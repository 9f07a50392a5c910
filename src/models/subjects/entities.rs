//! 统一课程视图
//!
//! 每次请求时由 LMS 数据或自定义课程数据现场构建，不落库。

use serde::{Deserialize, Serialize};
use std::fmt;
use std::str::FromStr;
use ts_rs::TS;

/// 课程来源，两种来源的 ID 不在同一空间
#[derive(Debug, Clone, Copy, PartialEq, Eq, Serialize, Deserialize, TS)]
#[ts(export, export_to = "../frontend/src/types/generated/subject.ts")]
#[serde(rename_all = "lowercase")]
pub enum SubjectSource {
    Lms,
    Custom,
}

#[derive(Debug, Clone, PartialEq, Serialize, Deserialize, TS)]
#[ts(export, export_to = "../frontend/src/types/generated/subject.ts")]
pub struct Subject {
    // LMS 课程为数字 ID 字符串，自定义课程为 UUID
    pub id: String,
    pub source: SubjectSource,
    pub course_code: String,
    pub title: String,
    pub year: i32,
    pub semester: i32,
    pub image_url: Option<String>,
    pub syllabus_url: Option<String>,
    pub topics: Vec<Topic>,
}

#[derive(Debug, Clone, PartialEq, Serialize, Deserialize, TS)]
#[ts(export, export_to = "../frontend/src/types/generated/subject.ts")]
pub struct Topic {
    pub id: String,
    pub title: String,
    pub schedule: Option<String>,
    pub category: Option<TopicCategory>,
    pub resources: Vec<Resource>,
    pub assignments: Vec<Assignment>,
}

/// 主题类别
#[derive(Debug, Clone, Copy, PartialEq, Eq, Serialize, Deserialize, TS)]
#[ts(export, export_to = "../frontend/src/types/generated/subject.ts")]
pub enum TopicCategory {
    Lec,
    Async,
    #[serde(rename = "GA")]
    Ga,
    #[serde(rename = "LAB")]
    Lab,
    #[serde(rename = "FC")]
    Fc,
    #[serde(rename = "TBL")]
    Tbl,
    Online,
    Test,
}

impl TopicCategory {
    pub fn as_str(&self) -> &'static str {
        match self {
            TopicCategory::Lec => "Lec",
            TopicCategory::Async => "Async",
            TopicCategory::Ga => "GA",
            TopicCategory::Lab => "LAB",
            TopicCategory::Fc => "FC",
            TopicCategory::Tbl => "TBL",
            TopicCategory::Online => "Online",
            TopicCategory::Test => "Test",
        }
    }
}

impl fmt::Display for TopicCategory {
    fn fmt(&self, f: &mut fmt::Formatter<'_>) -> fmt::Result {
        f.write_str(self.as_str())
    }
}

impl FromStr for TopicCategory {
    type Err = String;

    fn from_str(s: &str) -> Result<Self, Self::Err> {
        match s {
            "Lec" => Ok(TopicCategory::Lec),
            "Async" => Ok(TopicCategory::Async),
            "GA" => Ok(TopicCategory::Ga),
            "LAB" => Ok(TopicCategory::Lab),
            "FC" => Ok(TopicCategory::Fc),
            "TBL" => Ok(TopicCategory::Tbl),
            "Online" => Ok(TopicCategory::Online),
            "Test" => Ok(TopicCategory::Test),
            _ => Err(format!("Invalid topic category: {s}")),
        }
    }
}

/// 资源类型
#[derive(Debug, Clone, Copy, PartialEq, Eq, Serialize, Deserialize, TS)]
#[ts(export, export_to = "../frontend/src/types/generated/subject.ts")]
pub enum ResourceKind {
    #[serde(rename = "PDF")]
    Pdf,
    Slides,
    Video,
    Link,
    Handout,
    Lecture,
    Exercise,
    #[serde(rename = "GA Problems")]
    GaProblems,
    Summary,
    Other,
}

impl ResourceKind {
    /// 根据文件扩展名推断资源类型
    pub fn from_file_name(name: &str) -> Self {
        let ext = name
            .rsplit_once('.')
            .map(|(_, ext)| ext.to_ascii_lowercase())
            .unwrap_or_default();
        match ext.as_str() {
            "pdf" => ResourceKind::Pdf,
            "ppt" | "pptx" | "key" => ResourceKind::Slides,
            "mp4" | "mov" | "webm" | "mkv" => ResourceKind::Video,
            _ => ResourceKind::Other,
        }
    }
}

#[derive(Debug, Clone, PartialEq, Serialize, Deserialize, TS)]
#[ts(export, export_to = "../frontend/src/types/generated/subject.ts")]
pub struct Resource {
    pub id: String,
    #[serde(rename = "type")]
    pub kind: ResourceKind,
    pub title: String,
    // 页面型资料没有链接，只有内联内容
    pub url: Option<String>,
    #[serde(skip_serializing_if = "Option::is_none")]
    #[ts(optional)]
    pub html_content: Option<String>,
}

/// 作业状态，读取时根据当前时间计算，不落库
#[derive(Debug, Clone, Copy, PartialEq, Eq, Serialize, Deserialize, TS)]
#[ts(export, export_to = "../frontend/src/types/generated/subject.ts")]
pub enum AssignmentStatus {
    Overdue,
    Upcoming,
}

#[derive(Debug, Clone, PartialEq, Serialize, Deserialize, TS)]
#[ts(export, export_to = "../frontend/src/types/generated/subject.ts")]
pub struct Assignment {
    pub id: String,
    pub title: String,
    pub due_date: Option<String>,
    pub status: AssignmentStatus,
    pub description: String,
    pub file_url: Option<String>,
}

#[cfg(test)]
mod tests {
    use super::*;

    #[test]
    fn test_resource_kind_from_file_name() {
        assert_eq!(ResourceKind::from_file_name("week1.PDF"), ResourceKind::Pdf);
        assert_eq!(
            ResourceKind::from_file_name("lecture 2.pptx"),
            ResourceKind::Slides
        );
        assert_eq!(ResourceKind::from_file_name("demo.mp4"), ResourceKind::Video);
        assert_eq!(ResourceKind::from_file_name("notes.docx"), ResourceKind::Other);
        assert_eq!(ResourceKind::from_file_name("README"), ResourceKind::Other);
    }

    #[test]
    fn test_topic_category_round_trip() {
        for name in ["Lec", "Async", "GA", "LAB", "FC", "TBL", "Online", "Test"] {
            let category: TopicCategory = name.parse().unwrap();
            assert_eq!(category.as_str(), name);
        }
        assert!("Lecture".parse::<TopicCategory>().is_err());
    }

    #[test]
    fn test_resource_kind_wire_names() {
        assert_eq!(
            serde_json::to_string(&ResourceKind::GaProblems).unwrap(),
            "\"GA Problems\""
        );
        assert_eq!(serde_json::to_string(&ResourceKind::Pdf).unwrap(), "\"PDF\"");
    }
}
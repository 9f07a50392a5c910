use serde::{Deserialize, Serialize};
use ts_rs::TS;

/// 单页最大条目数
pub const MAX_PAGE_SIZE: i64 = 100;

// 分页查询参数
#[derive(Debug, Clone, Deserialize, TS)]
#[ts(export, export_to = "../frontend/src/types/generated/pagination.ts")]
pub struct PaginationQuery {
    #[serde(
        default = "default_page",
        deserialize_with = "deserialize_string_to_i64"
    )]
    pub page: i64,
    #[serde(
        default = "default_size",
        deserialize_with = "deserialize_string_to_i64"
    )]
    pub size: i64,
}

impl PaginationQuery {
    /// 页码至少为 1，页大小限制在 1..=MAX_PAGE_SIZE
    pub fn normalized(&self) -> (u64, u64) {
        (
            self.page.max(1) as u64,
            self.size.clamp(1, MAX_PAGE_SIZE) as u64,
        )
    }
}

// 分页响应信息
#[derive(Debug, Clone, Serialize, Deserialize, TS)]
#[ts(export, export_to = "../frontend/src/types/generated/pagination.ts")]
pub struct PaginationInfo {
    pub page: i64,
    pub page_size: i64,
    pub total: i64,
    pub total_pages: i64,
}

// 分页列表响应
#[derive(Debug, Clone, Serialize, Deserialize, TS)]
#[ts(export, export_to = "../frontend/src/types/generated/pagination.ts")]
pub struct PaginatedResponse<T: TS> {
    pub items: Vec<T>,
    pub pagination: PaginationInfo,
}

// 自定义反序列化函数，支持字符串到i64的转换
fn deserialize_string_to_i64<'de, D>(deserializer: D) -> Result<i64, D::Error>
where
    D: serde::Deserializer<'de>,
{
    use serde::de::{Error, Unexpected, Visitor};
    use std::fmt;

    struct I64Visitor;

    impl<'de> Visitor<'de> for I64Visitor {
        type Value = i64;

        fn expecting(&self, formatter: &mut fmt::Formatter) -> fmt::Result {
            formatter.write_str("an integer or a string containing an integer")
        }

        fn visit_i64<E>(self, value: i64) -> Result<Self::Value, E>
        where
            E: Error,
        {
            Ok(value)
        }

        fn visit_u64<E>(self, value: u64) -> Result<Self::Value, E>
        where
            E: Error,
        {
            if value <= i64::MAX as u64 {
                Ok(value as i64)
            } else {
                Err(Error::invalid_value(Unexpected::Unsigned(value), &self))
            }
        }

        fn visit_str<E>(self, value: &str) -> Result<Self::Value, E>
        where
            E: Error,
        {
            value
                .parse()
                .map_err(|_| Error::invalid_value(Unexpected::Str(value), &self))
        }
    }

    deserializer.deserialize_any(I64Visitor)
}

fn default_page() -> i64 {
    1
}

fn default_size() -> i64 {
    10
}

impl Default for PaginationQuery {
    fn default() -> Self {
        Self { page: 1, size: 10 }
    }
}
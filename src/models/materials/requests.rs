use serde::Deserialize;
use ts_rs::TS;

use super::entities::{MaterialItem, MaterialType};
use crate::utils::validate::{validate_reference_id, validate_title, validate_url};

// 创建资料请求
#[derive(Debug, Clone, Deserialize, TS)]
#[ts(export, export_to = "../frontend/src/types/generated/material.ts")]
pub struct CreateMaterialRequest {
    pub course_id: String,
    pub topic_id: String,
    pub item: MaterialItem,
}

impl CreateMaterialRequest {
    pub fn validate(mut self) -> Result<Self, String> {
        self.course_id = validate_reference_id(&self.course_id, "course_id")?;
        self.topic_id = validate_reference_id(&self.topic_id, "topic_id")?;
        self.item = validate_item(self.item)?;
        Ok(self)
    }
}

// 更新资料请求
#[derive(Debug, Clone, Deserialize, TS)]
#[ts(export, export_to = "../frontend/src/types/generated/material.ts")]
pub struct UpdateMaterialRequest {
    pub topic_id: Option<String>,
    pub item: Option<MaterialItem>,
}

impl UpdateMaterialRequest {
    pub fn validate(mut self) -> Result<Self, String> {
        if let Some(topic_id) = &self.topic_id {
            self.topic_id = Some(validate_reference_id(topic_id, "topic_id")?);
        }
        if let Some(item) = self.item {
            self.item = Some(validate_item(item)?);
        }
        Ok(self)
    }
}

/// 文件与链接必须带 URL，页面必须带 HTML 内容
fn validate_item(mut item: MaterialItem) -> Result<MaterialItem, String> {
    item.title = validate_title(&item.title)?;
    match item.item_type {
        MaterialType::File | MaterialType::Link => {
            let url = item
                .url
                .as_deref()
                .ok_or_else(|| format!("{} material requires a url", item.item_type))?;
            item.url = Some(validate_url(url)?);
        }
        MaterialType::Page => {
            let has_content = item
                .html_content
                .as_deref()
                .is_some_and(|c| !c.trim().is_empty());
            if !has_content {
                return Err("Page material requires html_content".to_string());
            }
        }
    }
    Ok(item)
}

#[cfg(test)]
mod tests {
    use super::*;

    fn request(item_type: MaterialType, url: Option<&str>, html: Option<&str>) -> CreateMaterialRequest {
        CreateMaterialRequest {
            course_id: "12345".to_string(),
            topic_id: "678".to_string(),
            item: MaterialItem {
                title: " Week 1 notes ".to_string(),
                item_type,
                url: url.map(str::to_string),
                html_content: html.map(str::to_string),
            },
        }
    }

    #[test]
    fn test_link_requires_url() {
        assert!(request(MaterialType::Link, None, None).validate().is_err());
        let ok = request(MaterialType::Link, Some("https://example.edu/a"), None)
            .validate()
            .unwrap();
        assert_eq!(ok.item.title, "Week 1 notes");
    }

    #[test]
    fn test_page_requires_content() {
        assert!(request(MaterialType::Page, None, Some("   ")).validate().is_err());
        assert!(
            request(MaterialType::Page, None, Some("<p>hello</p>"))
                .validate()
                .is_ok()
        );
    }

    #[test]
    fn test_rejects_malformed_ids() {
        let mut req = request(MaterialType::Link, Some("https://example.edu/a"), None);
        req.topic_id = "not an id".to_string();
        assert!(req.validate().is_err());
    }
}
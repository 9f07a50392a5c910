use once_cell::sync::Lazy;
use regex::Regex;

static COURSE_CODE_RE: Lazy<Regex> = Lazy::new(|| {
    Regex::new(r"^[A-Za-z0-9][A-Za-z0-9 _-]{1,31}$").expect("Invalid course code regex")
});

static LMS_ID_RE: Lazy<Regex> =
    Lazy::new(|| Regex::new(r"^[0-9]{1,18}$").expect("Invalid LMS id regex"));

const MAX_TITLE_LEN: usize = 200;

pub fn validate_course_code(code: &str) -> Result<String, String> {
    let code = code.trim();
    // 课程代码：2-32 个字符，字母数字开头，只含字母、数字、空格、下划线或连字符
    if !COURSE_CODE_RE.is_match(code) {
        return Err(
            "Course code must be 2-32 characters of letters, digits, spaces, underscores or hyphens"
                .to_string(),
        );
    }
    Ok(code.to_string())
}

pub fn validate_title(title: &str) -> Result<String, String> {
    let title = title.trim();
    if title.is_empty() {
        return Err("Title must not be empty".to_string());
    }
    if title.chars().count() > MAX_TITLE_LEN {
        return Err(format!("Title must be at most {MAX_TITLE_LEN} characters"));
    }
    Ok(title.to_string())
}

pub fn validate_year(year: i32) -> Result<(), String> {
    if !(1900..=2999).contains(&year) {
        return Err("Year must be between 1900 and 2999".to_string());
    }
    Ok(())
}

pub fn validate_semester(semester: i32) -> Result<(), String> {
    if !(1..=4).contains(&semester) {
        return Err("Semester must be between 1 and 4".to_string());
    }
    Ok(())
}

pub fn validate_url(url: &str) -> Result<String, String> {
    let url = url.trim();
    if !(url.starts_with("https://") || url.starts_with("http://")) || url.len() < 10 {
        return Err("URL must be an absolute http(s) URL".to_string());
    }
    Ok(url.to_string())
}

/// 自定义存储中的记录 ID（UUID）
pub fn is_store_id(id: &str) -> bool {
    uuid::Uuid::parse_str(id).is_ok()
}

/// 规范化为存储使用的小写连字符形式；无连字符、花括号和 `urn:uuid:` 形式一并接受
pub fn normalize_store_id(id: &str) -> Option<String> {
    uuid::Uuid::parse_str(id)
        .ok()
        .map(|uuid| uuid.hyphenated().to_string())
}

/// LMS 中的记录 ID（数字字符串）
pub fn is_lms_id(id: &str) -> bool {
    LMS_ID_RE.is_match(id)
}

/// 松散外键：既可以指向自定义记录，也可以指向 LMS 记录
pub fn validate_reference_id(id: &str, field: &str) -> Result<String, String> {
    let id = id.trim();
    if is_lms_id(id) {
        Ok(id.to_string())
    } else if let Some(id) = normalize_store_id(id) {
        Ok(id)
    } else {
        Err(format!("{field} must be a UUID or a numeric LMS id"))
    }
}

/// 检查邮箱是否属于允许的机构域名（大小写不敏感）
pub fn email_matches_domain(email: &str, domain_suffix: &str) -> bool {
    let email = email.trim().to_ascii_lowercase();
    let suffix = domain_suffix.trim().to_ascii_lowercase();
    !suffix.is_empty() && email.len() > suffix.len() && email.ends_with(&suffix)
}

#[cfg(test)]
mod tests {
    use super::*;

    #[test]
    fn test_store_id_forms_normalize_to_hyphenated() {
        let canonical = "6f1c2a8e-3d4b-4c5d-9e6f-0a1b2c3d4e5f";
        for raw in [
            canonical,
            "6F1C2A8E-3D4B-4C5D-9E6F-0A1B2C3D4E5F",
            "6f1c2a8e3d4b4c5d9e6f0a1b2c3d4e5f",
            "{6f1c2a8e-3d4b-4c5d-9e6f-0a1b2c3d4e5f}",
            "urn:uuid:6f1c2a8e-3d4b-4c5d-9e6f-0a1b2c3d4e5f",
        ] {
            assert_eq!(normalize_store_id(raw).as_deref(), Some(canonical), "{raw}");
        }
        assert_eq!(normalize_store_id("12345"), None);
        assert_eq!(
            validate_reference_id(" 6F1C2A8E3D4B4C5D9E6F0A1B2C3D4E5F ", "topic_id").unwrap(),
            canonical
        );
        assert_eq!(validate_reference_id("678", "topic_id").unwrap(), "678");
    }

    #[test]
    fn test_course_code() {
        assert_eq!(validate_course_code(" COMP1010 ").unwrap(), "COMP1010");
        assert!(validate_course_code("MATH-201 A").is_ok());
        assert!(validate_course_code("").is_err());
        assert!(validate_course_code("X").is_err());
        assert!(validate_course_code("<script>").is_err());
    }

    #[test]
    fn test_title() {
        assert_eq!(validate_title("  Intro  ").unwrap(), "Intro");
        assert!(validate_title("   ").is_err());
        assert!(validate_title(&"a".repeat(201)).is_err());
    }

    #[test]
    fn test_reference_ids() {
        assert!(validate_reference_id("12345", "course_id").is_ok());
        assert!(validate_reference_id("6f1c2a8e-3d4b-4c5d-9e6f-0a1b2c3d4e5f", "course_id").is_ok());
        assert!(validate_reference_id("abc", "course_id").is_err());
        assert!(validate_reference_id("", "course_id").is_err());
    }

    #[test]
    fn test_email_domain() {
        assert!(email_matches_domain("Student@University.edu", "@university.edu"));
        assert!(!email_matches_domain("student@gmail.com", "@university.edu"));
        assert!(!email_matches_domain("@university.edu", "@university.edu"));
        assert!(!email_matches_domain("student@university.edu", ""));
    }

    #[test]
    fn test_year_and_semester() {
        assert!(validate_year(2025).is_ok());
        assert!(validate_year(25).is_err());
        assert!(validate_semester(2).is_ok());
        assert!(validate_semester(0).is_err());
    }
}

□ □ □

**ACTIVITY**. Search the material for the word "entities" and copy every matching line.

**YOUR RESPONSE**.
filename src/models/subjects/entities.rs
use super::entities::{MaterialItem, MaterialType};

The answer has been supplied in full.